Valenciano del arrabal de Valencia, para MIQUEL NAVARRO
(Mislata, 1945), como lo explicaba hace unos meses en su discurso de
ingreso en la Real Academia de
Bellas Artes de San Fernando, fue muy importante ese paisaje suburbial,
de huerta y a la vez de construcciones industriales, que pronto le
condujeron a reflexionar
sobre la pintura metafísica y novecentista italiana, y muy
especialmente sobre Giorgio de Chirico y Mario Sironi. Miquel Navarro
irrumpió en escena a comienzos de
los setenta con sus Ciudades, primero en gres y posteriormente en
metal. Su obra, en gran medida conservada en el IVAM, se ha visto en
numerosos museos, centros de arte y galerías de arte de todo el mundo.
Minerva en tránsito, su escaparate para El Corte Inglés, constituye una
nueva propuesta urbana, otra más de sus
ciudades en barro cocido, presidida por el yelmo de su clásica Minerva
–inspirada en la del Círculo de Bellas Artes–, y desarrolla algunos de
los motivos habituales
de su obra: fuerza simbólica, claridad constructiva compatible con el
enigma y la sombra, reflexión arquitectónica, humor...
DANIEL CANOGAR (Madrid, 1964), cuyo apellido remite a un
background históricamente denso, estudió Ciencias de la Imagen en su
ciudad natal, ampliando luego
estudios en el extranjero. Trabaja la fotografía, la imagen en
movimiento, la instalación. Su primera individual tuvo lugar en 1985 en
la Galería Aele. Luego han venido muestras en la Fundación Telefónica,
en La Panera (Lérida) o en el Centre d'Art Santa Mònica (Barcelona).
Entre sus intervenciones urbanas, recordemos, en el
mismo Madrid, Clandestinos, videoproyección sobre la Puerta de Alcalá
para la Noche en Blanco de 2006. Es, por lo demás, uno de los artistas
de su generación más
presentes en la escena internacional. Ha desarrollado una faceta de
ensayista: ver su libro de 1992 sobre las Exposiciones Universales como
ciudades efímeras. Lejos
de la fascinación ingenua ante la tecnología, ha sabido domesticarla,
ponerla al servicio de un proyecto crítico y reflexivo, y que a la vez,
con las viejas linternas mágicas en la memoria, no rehúye la poesía o un cierto onirismo. Durante
este semestre, el de la presidencia española de la Comunidad Europea,
Travesías, una monumental instalación suya, una pantalla ondulante de treinta y tres
metros de ancho, preside el hall del Consejo de la Unión Europea, en
Bruselas. Para El Corte Inglés,
Daniel Canogar, dentro de un espíritu relativamente similar, ha creado,
bajo el título Scanner, otra instalación inmaterial y luminosa, con
algo, como él mismo comenta, de manojo, de maraña o de telaraña de
cables, y también algo de orgánico, de antropomorfo.

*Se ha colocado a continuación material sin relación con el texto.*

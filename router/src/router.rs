//! The router itself.

use std::sync::Arc;

use parking_lot::Mutex;
use scriptorium_backend::{GenerationBackend, GenerationRequest};
use scriptorium_config::RouterConfig;
use scriptorium_contracts::{
    PermissionLevel, Request, RiskLevel, RoutingDecision, WorkerId,
};
use scriptorium_workers::WorkerRegistry;
use thiserror::Error;
use tracing::{debug, warn};

use crate::analysis::{self, TaskAnalysis};
use crate::breakdown;
use crate::history::{OptimizationReport, RoutingHistory, RoutingStatistics};
use crate::matching;

#[derive(Error, Debug)]
pub enum RouterError {
    #[error("no workers registered")]
    NoWorkersRegistered,
}

/// Routes requests to workers.
///
/// `route` is deterministic for a fixed registry and backend response: the
/// keyword path always runs, and the single optional backend analysis call
/// can only escalate its classification.
pub struct Router {
    registry: Arc<WorkerRegistry>,
    backend: Arc<dyn GenerationBackend>,
    config: RouterConfig,
    history: Mutex<RoutingHistory>,
}

impl Router {
    pub fn new(
        registry: Arc<WorkerRegistry>,
        backend: Arc<dyn GenerationBackend>,
        config: RouterConfig,
    ) -> Self {
        Self { registry, backend, config, history: Mutex::new(RoutingHistory::new()) }
    }

    pub async fn route(&self, request: &Request) -> Result<RoutingDecision, RouterError> {
        if self.registry.is_empty() {
            return Err(RouterError::NoWorkersRegistered);
        }

        let mut analysis = analysis::analyze_text(&request.content, request.task_kind);
        let mut fallback_cause = None;

        if self.config.use_backend_analysis {
            match self.analyze_with_backend(request).await {
                Ok((complexity, risk)) => analysis.escalate(complexity, risk),
                Err(cause) => {
                    warn!(%cause, "router analysis call failed, using keyword path");
                    fallback_cause = Some(cause);
                }
            }
        }

        let primary = self.validated_primary(&request.content);
        let supporting = self.select_supporting(&analysis, primary);
        let include_qa =
            analysis.risk >= RiskLevel::Medium || request.task_kind.is_destructive();
        let task_breakdown = breakdown::build_breakdown(request, primary, &supporting, include_qa);

        let estimated_duration_s = self.config.base_duration_s
            * analysis.complexity.duration_multiplier()
            + self.config.supporting_duration_s * supporting.len() as u64;

        let required_permission = self.derive_permission(request, &analysis);

        let reasoning = match &fallback_cause {
            Some(cause) => format!("fallback due to analysis failure: {cause}"),
            None => format!(
                "Selected {} based on task analysis. Complexity: {:?}, risk: {:?}. Supporting workers: {}.",
                primary,
                analysis.complexity,
                analysis.risk,
                if supporting.is_empty() {
                    "none".to_string()
                } else {
                    supporting.iter().map(|w| w.as_str()).collect::<Vec<_>>().join(", ")
                }
            ),
        };

        let decision = RoutingDecision {
            primary_worker: primary,
            supporting_workers: supporting,
            task_breakdown,
            complexity: analysis.complexity,
            risk: analysis.risk,
            required_permission,
            estimated_duration_s,
            reasoning,
        };

        self.history.lock().record(request.task_kind, &decision);
        debug!(primary = %decision.primary_worker, supporting = decision.supporting_workers.len(), "request routed");
        Ok(decision)
    }

    async fn analyze_with_backend(&self, request: &Request) -> Result<(scriptorium_contracts::Complexity, RiskLevel), String> {
        let prompt = format!(
            "Analyze the following writing task and describe its complexity \
             (simple, moderate, or complex) and risk to existing text (low, \
             medium risk, or high risk) in one short paragraph.\n\nTask kind: \
             {:?}\nTask: {}\nContext: {}",
            request.task_kind,
            request.content,
            request.context.as_deref().unwrap_or("none"),
        );
        let response = self
            .backend
            .generate(GenerationRequest::new(prompt).with_max_tokens(256))
            .await
            .map_err(|err| err.to_string())?;
        Ok(analysis::parse_backend_analysis(&response.content))
    }

    fn validated_primary(&self, content: &str) -> WorkerId {
        let candidate = matching::pick_primary(content, &self.registry);
        if self.registry.contains(candidate) {
            return candidate;
        }
        warn!(worker = %candidate, "primary worker missing from registry, substituting generalist");
        if self.registry.contains(WorkerId::generalist()) {
            WorkerId::generalist()
        } else {
            // registry is non-empty, checked on entry
            self.registry.ids().next().unwrap_or(WorkerId::generalist())
        }
    }

    fn select_supporting(&self, analysis: &TaskAnalysis, primary: WorkerId) -> Vec<WorkerId> {
        let mut supporting = Vec::new();
        if analysis.requires_research {
            supporting.push(WorkerId::ResearchAssistant);
        }
        if analysis.requires_creativity {
            supporting.push(WorkerId::CreativeEnhancer);
        }
        if analysis.complexity == scriptorium_contracts::Complexity::High {
            supporting.push(WorkerId::StructureArchitect);
            supporting.push(WorkerId::StyleEditor);
        }

        supporting.retain(|w| *w != primary);
        supporting.dedup();
        supporting.retain(|w| {
            let known = self.registry.contains(*w);
            if !known {
                warn!(worker = %w, "dropping unknown supporting worker");
            }
            known
        });
        supporting.retain(|w| {
            self.registry
                .get(*w)
                .map(|worker| worker.metadata().delegable)
                .unwrap_or(false)
        });
        supporting.truncate(self.config.max_supporting_workers.min(3));
        supporting
    }

    fn derive_permission(&self, request: &Request, analysis: &TaskAnalysis) -> PermissionLevel {
        let mut computed = match analysis.risk {
            RiskLevel::High => PermissionLevel::Assistant,
            RiskLevel::Medium => PermissionLevel::Collaborative,
            RiskLevel::Low => PermissionLevel::SemiAutonomous,
        };
        if self.config.force_assistant_for_destructive && request.task_kind.is_destructive() {
            computed = PermissionLevel::Assistant;
        }
        // the granted level restricts, never elevates, what we computed
        computed.min(request.granted_permission())
    }

    pub fn statistics(&self) -> RoutingStatistics {
        self.history.lock().statistics()
    }

    pub fn optimization_report(&self) -> OptimizationReport {
        self.history.lock().optimization_report()
    }
}

#[cfg(test)]
mod tests {
    use super::*;
    use scriptorium_backend::{BackendError, ScriptedBackend, StaticBackend};
    use scriptorium_config::BackendConfig;
    use scriptorium_contracts::{Complexity, TaskKind};

    fn registry() -> Arc<WorkerRegistry> {
        Arc::new(WorkerRegistry::with_builtin(
            Arc::new(StaticBackend::new()),
            &BackendConfig::default(),
        ))
    }

    fn keyword_router() -> Router {
        let config = RouterConfig { use_backend_analysis: false, ..RouterConfig::default() };
        Router::new(registry(), Arc::new(StaticBackend::new()), config)
    }

    #[tokio::test]
    async fn simple_article_routes_to_content_writer_alone() {
        let router = keyword_router();
        let mut request =
            Request::new(TaskKind::Create, "Write a 900-word article on urban beekeeping");
        request.options.permission_level = Some(PermissionLevel::Autonomous);
        let decision = router.route(&request).await.unwrap();
        assert_eq!(decision.primary_worker, WorkerId::ContentWriter);
        assert!(decision.supporting_workers.is_empty());
        assert_eq!(decision.task_breakdown.len(), 1);
        // low risk derives semi_autonomous; the autonomous grant leaves it
        assert_eq!(decision.required_permission, PermissionLevel::SemiAutonomous);
    }

    #[tokio::test]
    async fn default_grant_clamps_the_requirement() {
        let router = keyword_router();
        let request = Request::new(TaskKind::Create, "Write a note about tea");
        let decision = router.route(&request).await.unwrap();
        assert_eq!(decision.required_permission, PermissionLevel::Collaborative);
    }

    #[tokio::test]
    async fn research_request_gets_research_support() {
        let router = keyword_router();
        let request = Request::new(
            TaskKind::Create,
            "Summarize the latest research on CRISPR base editing",
        );
        let decision = router.route(&request).await.unwrap();
        assert!(decision
            .supporting_workers
            .contains(&WorkerId::ResearchAssistant));
    }

    #[tokio::test]
    async fn high_complexity_adds_structure_and_style() {
        let router = keyword_router();
        let request = Request::new(
            TaskKind::Create,
            "Write a comprehensive multi-chapter guide to beekeeping",
        );
        let decision = router.route(&request).await.unwrap();
        assert_eq!(decision.complexity, Complexity::High);
        assert!(decision.supporting_workers.contains(&WorkerId::StructureArchitect));
        assert!(decision.supporting_workers.contains(&WorkerId::StyleEditor));
        // base 60 * 4 + 30 per supporter
        assert_eq!(decision.estimated_duration_s, 240 + 30 * decision.supporting_workers.len() as u64);
    }

    #[tokio::test]
    async fn supporting_workers_are_capped_at_three() {
        let router = keyword_router();
        let request = Request::new(
            TaskKind::Create,
            "Research and write a comprehensive creative story with original imaginative detail",
        );
        let decision = router.route(&request).await.unwrap();
        assert!(decision.supporting_workers.len() <= 3);
    }

    #[tokio::test]
    async fn destructive_kind_requires_assistant_and_qa() {
        let router = keyword_router();
        let request = Request::new(TaskKind::Replace, "Replace the introduction");
        let decision = router.route(&request).await.unwrap();
        assert_eq!(decision.required_permission, PermissionLevel::Assistant);
        assert_eq!(
            decision.task_breakdown.last().unwrap().worker,
            WorkerId::QualityReviewer
        );
    }

    #[tokio::test]
    async fn user_permission_restricts_but_never_elevates() {
        let router = keyword_router();
        let mut request = Request::new(TaskKind::Create, "Write a short note");
        request.options.permission_level = Some(PermissionLevel::Assistant);
        let decision = router.route(&request).await.unwrap();
        assert_eq!(decision.required_permission, PermissionLevel::Assistant);

        let mut request = Request::new(TaskKind::Delete, "Delete the appendix");
        request.options.permission_level = Some(PermissionLevel::Autonomous);
        let decision = router.route(&request).await.unwrap();
        // computed assistant for destructive intent; autonomous must not elevate
        assert_eq!(decision.required_permission, PermissionLevel::Assistant);
    }

    #[tokio::test]
    async fn analysis_failure_falls_back_with_cause() {
        let backend = ScriptedBackend::new()
            .rule_error("Analyze the following writing task", BackendError::Network("down".into()));
        let config = RouterConfig::default();
        let router = Router::new(registry(), Arc::new(backend), config);
        let request = Request::new(TaskKind::Create, "Write a poem about rust");
        let decision = router.route(&request).await.unwrap();
        assert!(decision.reasoning.starts_with("fallback due to analysis failure:"));
        assert_eq!(decision.primary_worker, WorkerId::ContentWriter);
    }

    #[tokio::test]
    async fn backend_analysis_escalates_but_never_downgrades() {
        let backend = ScriptedBackend::new().rule(
            "Analyze the following writing task",
            "This is a complex and challenging task with high risk to existing text.",
        );
        let router = Router::new(registry(), Arc::new(backend), RouterConfig::default());
        let request = Request::new(TaskKind::Create, "Write a note");
        let decision = router.route(&request).await.unwrap();
        assert_eq!(decision.complexity, Complexity::High);
        assert_eq!(decision.risk, RiskLevel::High);
    }

    #[tokio::test]
    async fn routing_is_deterministic_for_identical_input() {
        let make = || {
            let backend = ScriptedBackend::new().with_default("a moderate task, low risk");
            Router::new(registry(), Arc::new(backend), RouterConfig::default())
        };
        let request = Request::new(TaskKind::Create, "Write an article about tea");
        let a = make().route(&request).await.unwrap();
        let b = make().route(&request).await.unwrap();
        assert_eq!(a, b);
    }

    #[tokio::test]
    async fn statistics_accumulate() {
        let router = keyword_router();
        let request = Request::new(TaskKind::Create, "Write an article");
        router.route(&request).await.unwrap();
        router.route(&request).await.unwrap();
        let stats = router.statistics();
        assert_eq!(stats.total_routed, 2);
        assert_eq!(
            stats.worker_usage[&WorkerId::ContentWriter].primary,
            2
        );
    }
}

DIANA LARREA (Madrid, 1972), por último, que estudió en la
Facultad de Bellas Artes de Madrid, es instaladora y videoartista,
aunque tampoco rehúye el desafío del
dibujo. Entre sus instalaciones recientes destaca Electrocosmos (2008),
en la Fundació Miró de Barcelona, a partir de la idea mironiana de
constelación, y a la vez inscrita en la moderna tradición del neón, que cuenta con representantes
tan ilustres como Lucio Fontana, Chryssa o Dan Flavin. Todos
recordamos, por lo demás, dentro del programa Madrid abierto de 2004,
su Palacio encantado:
la fachada de la Casa de América, en la céntrica plaza de la Cibeles,
recubierta de pájaros hitchockianos. Ahora, para El Corte Inglés, esta artista, que se expresa
siempre con una claridad que debe ser contemplada en la perspectiva
post-minimalista, y a la vez
siempre embarcada en una meditación sobre la arquitectura y el
urbanismo contemporáneos, nos propone, desde la memoria de las utopías
a lo Le Corbusier, una
Colmena humana iluminada en la noche.